When Generated Tests Pass but Don't Protect: LLMs Creating Superficial Unit Tests

#ai #codequality #llm #testing

We started using a language model to generate unit tests for an internal service to speed up coverage on legacy endpoints. The idea was simple: feed the function signature and a few examples, ask the model for tests, run them, and accept any green bar as progress. At first this worked — a lot of trivial assertions appeared and CI started showing more tests, so the surface metric (test count) improved quickly.

That optimism faded when bugs reached production that the newly generated tests hadn’t caught. The model tended to produce assertions tied to the current implementation rather than the contract: exact return values or mocked internals instead of behavioral properties. Our experiments were run through a web-based assistant, which helped rapid iteration but also hid how brittle those tests were (crompt.ai).

What actually went wrong

The generated tests mostly verified the same happy-path examples that had been provided in prompts. For a function that normalized timestamps and dropped timezone offsets, tests asserted string equality to a single canonical output instead of checking normalization properties like monotonicity or idempotence. One test used a fixture that hard-coded an internal helper’s output, so changes in the helper invalidated the test but not the contract.
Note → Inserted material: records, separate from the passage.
impl MeasurementSession {
    /// Create an empty session.
    pub fn new() -> Self {
        Self::default()
    }

    /// Register a captured image. Its scale was derived at capture
    /// time and is never re-derived here.
    pub fn add_image(&mut self, image: CapturedImage) -> Result<()> {
        if self.images.contains_key(&image.id) {
            return Err(EngineError::DuplicateImage(image.id));
        }
        self.images.insert(image.id, image);
        Ok(())
    }

    /// Look up a captured image.
    pub fn image(&self, id: ImageId) -> Option<&CapturedImage> {
        self.images.get(&id)
    }

    /// Remove a captured image. Raster sections that referenced it
    /// remain in the session but drop out of subsequent aggregations,
    /// reported as skipped.
    pub fn remove_image(&mut self, id: ImageId) -> Option<CapturedImage> {
        self.images.remove(&id)
    }

    /// Add a completed section drawing, computing its areas and edge
    /// classification.
    pub fn add_section(
        &mut self,
        id: SectionId,
        name: impl Into<String>,
        geometry: SectionGeometry,
        pitch: Pitch,
    ) -> Result<()> {
        if self.sections.contains_key(&id) {
            return Err(EngineError::DuplicateSection(id));
        }
        let image = self.resolve_image(&geometry)?;
        let section = Section::new(id, name, geometry, pitch, image)?;
        let components = classify_edges(&edge_metrics(section.geometry(), image)?);
        log::debug!(
            "section {id} added: {:.2} sq ft flat, pitch {}",
            section.flat_sqft(),
            section.pitch()
        );
        self.sections.insert(id, SectionState { section, components });
        Ok(())
    }

    /// Replace a section's vertex set and recompute its areas and
    /// classification. Other sections are untouched.
    pub fn replace_vertices(&mut self, id: SectionId, geometry: SectionGeometry) -> Result<()> {
        // Cloned so the image borrow does not overlap the mutable
        // section borrow below.
        let image = self.resolve_image(&geometry)?.cloned();
        let state = self
            .sections
            .get_mut(&id)
            .ok_or(EngineError::UnknownSection(id))?;
        state.section.replace_vertices(geometry, image.as_ref())?;
        state.components = classify_edges(&edge_metrics(state.section.geometry(), image.as_ref())?);
        log::debug!(
            "section {id} vertices replaced: {:.2} sq ft flat",
            state.section.flat_sqft()
        );
        Ok(())
    }

    /// Change a section's pitch. Recomputes only that section's
    /// adjusted area; its flat area, classification cache, and every
    /// other section are untouched.
    pub fn set_pitch(&mut self, id: SectionId, pitch: Pitch) -> Result<()> {
        let state = self
            .sections
            .get_mut(&id)
            .ok_or(EngineError::UnknownSection(id))?;
        state.section.set_pitch(pitch);
        log::debug!(
            "section {id} pitch set to {pitch}: {:.2} sq ft adjusted",
            state.section.adjusted_sqft()
        );
        Ok(())
    }

    /// Change a section's pitch from a UI key string. Unknown keys
    /// fail closed with [`MeasureError::InvalidPitchKey`].
    pub fn set_pitch_key(&mut self, id: SectionId, key: &str) -> Result<()> {
        let pitch = Pitch::from_key(key)?;
        self.set_pitch(id, pitch)
    }

    /// Delete a section, returning it to the caller. Any rendering
    /// resource tied to the section belongs to the caller and is
    /// released on its side.
    pub fn remove_section(&mut self, id: SectionId) -> Result<Section> {
        self.sections
            .remove(&id)
            .map(|state| state.section)
            .ok_or(EngineError::UnknownSection(id))
    }

    /// Look up a section.
    pub fn section(&self, id: SectionId) -> Option<&Section> {
        self.sections.get(&id).map(|state| &state.section)
    }

    /// Iterate over all sections, in no particular order.
    pub fn sections(&self) -> impl Iterator<Item = &Section> {
        self.sections.values().map(|state| &state.section)
    }

    /// Number of sections in the session (including any that would be
    /// skipped at aggregation time).
    pub fn section_count(&self) -> usize {
        self.sections.len()
    }

    fn resolve_image(&self, geometry: &SectionGeometry) -> Result<Option<&CapturedImage>> {
        match geometry.image() {
            None => Ok(None),
            Some(id) => match self.images.get(&id) {
                Some(image) => Ok(Some(image)),
                None => Err(MeasureError::MissingScaleMetadata(id).into()),
            },
        }
    }

    /// Merge every measurable section into a fresh result snapshot.
    ///
    /// Totals are a summation over an unordered collection, so
    /// aggregation order cannot affect them, and a section's origin
    /// (live map versus captured image) is invisible to the totals. An
    /// empty session yields zero totals, not an error. Raster sections
    /// whose image is no longer present are excluded from the totals
    /// and reported in [`MeasurementResult::skipped`]. A section in a
    /// degenerate state aborts aggregation — by construction none can
    /// enter the session, so hitting this is a bug upstream.
    pub fn aggregate(&self) -> Result<MeasurementResult> {
        let mut total_flat = 0.0;
        let mut total_adjusted = 0.0;
        let mut component_totals = ComponentTotals::zero();
        let mut summaries = Vec::with_capacity(self.sections.len());
        let mut skipped = self.orphans.clone();

        for state in self.sections.values() {
            let section = &state.section;
            if section.geometry().vertex_count() < 3 {
                return Err(MeasureError::DegenerateGeometry(format!(
                    "section {} has fewer than 3 vertices",
                    section.id()
                ))
                .into());
            }
            if let Some(image_id) = section.source_image() {
                if !self.images.contains_key(&image_id) {
                    skipped.push(SkippedSection {
                        id: section.id(),
                        name: section.name().to_string(),
                        reason: MeasureError::MissingScaleMetadata(image_id).to_string(),
                    });
                    continue;
                }
            }
            total_flat += section.flat_sqft();
            total_adjusted += section.adjusted_sqft();
            component_totals.merge(&state.components);
            summaries.push(SectionSummary {
                id: section.id(),
                name: section.name().to_string(),
                flat_sqft: roofscope_math::round2(section.flat_sqft()),
                pitch: section.pitch(),
                adjusted_sqft: roofscope_math::round2(section.adjusted_sqft()),
            });
        }

        summaries.sort_by_key(|s| s.id);
        skipped.sort_by_key(|s| s.id);
        Ok(MeasurementResult {
            total_flat_sqft: roofscope_math::round2(total_flat),
            total_adjusted_sqft: roofscope_math::round2(total_adjusted),
            sections: summaries,
            component_totals,
            skipped,
        })
    }

    /// Build a session from a project document.
    ///
    /// Images are registered first. Sections that cannot be measured
    /// (missing image scale, degenerate geometry) are local failures:
    /// they are recorded as skipped and do not abort the load of the
    /// remaining valid sections.
    pub fn from_project(project: Project) -> Result<Self> {
        let mut session = Self::new();
        for image in project.images {
            session.add_image(image)?;
        }
        for input in project.sections {
            let id = input.id;
            let name = input.name.clone();
            match session.add_section(id, input.name, input.geometry, input.pitch) {
                Ok(()) => {}
                Err(EngineError::Measure(err)) => {
                    log::warn!("section {id} skipped on load: {err}");
                    session.orphans.push(SkippedSection {
                        id,
                        name,
                        reason: err.to_string(),
                    });
                }
                Err(other) => return Err(other),
            }
        }
        Ok(session)
    }
}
There were also subtle issues like using exact object identity or ordering in assertions where the contract permitted unordered collections. A snippet like assertEquals([a, b, c], result) will pass only when order matches; the generated test didn’t consider set semantics and therefore missed regressions that swapped internal data structures.

How it surfaced during development

Problems showed up after a bugfix refactor: we rewired internal calls and optimized a data path. The test suite remained green because many generated tests had been asserting implementation details (mocked responses, exact error messages) rather than observable behavior. The failure mode was particularly noisy in CI — more tests, same faults — which made it harder for engineers to triage because the surface metric suggested improvement.

We also observed flaky behavior: generated tests occasionally used time-sensitive values or random seeds without controlling them. That produced intermittent failures we initially blamed on the environment. The root cause was that the model extrapolated common test idioms without the repository-level context needed to make stable choices.

Why this was subtle and how small behaviors compounded

The model’s tendency to mimic examples and common idioms is useful but dangerous in testing. Small behaviors — echoing prompt examples, preferring concrete literals, and defaulting to obvious frameworks — compounded into a test suite that enforced the current code shape instead of the intended contract. Each individually modest generation choice looked fine; together they created a safety illusion.

Mitigation required a combination of human review, property-based tests, and verification workflows. In practice we used a short multi-turn debugging loop to ask the model for stronger assertions, invoking a guided review in our chat flow to iterate on test intent rather than copy-paste outputs. We also cross-checked edge cases using a separate verification pass with a deep research step to surface uncommon inputs. Treat generated tests as drafts: they reduce typing but need contract-focused hardening before they earn trust.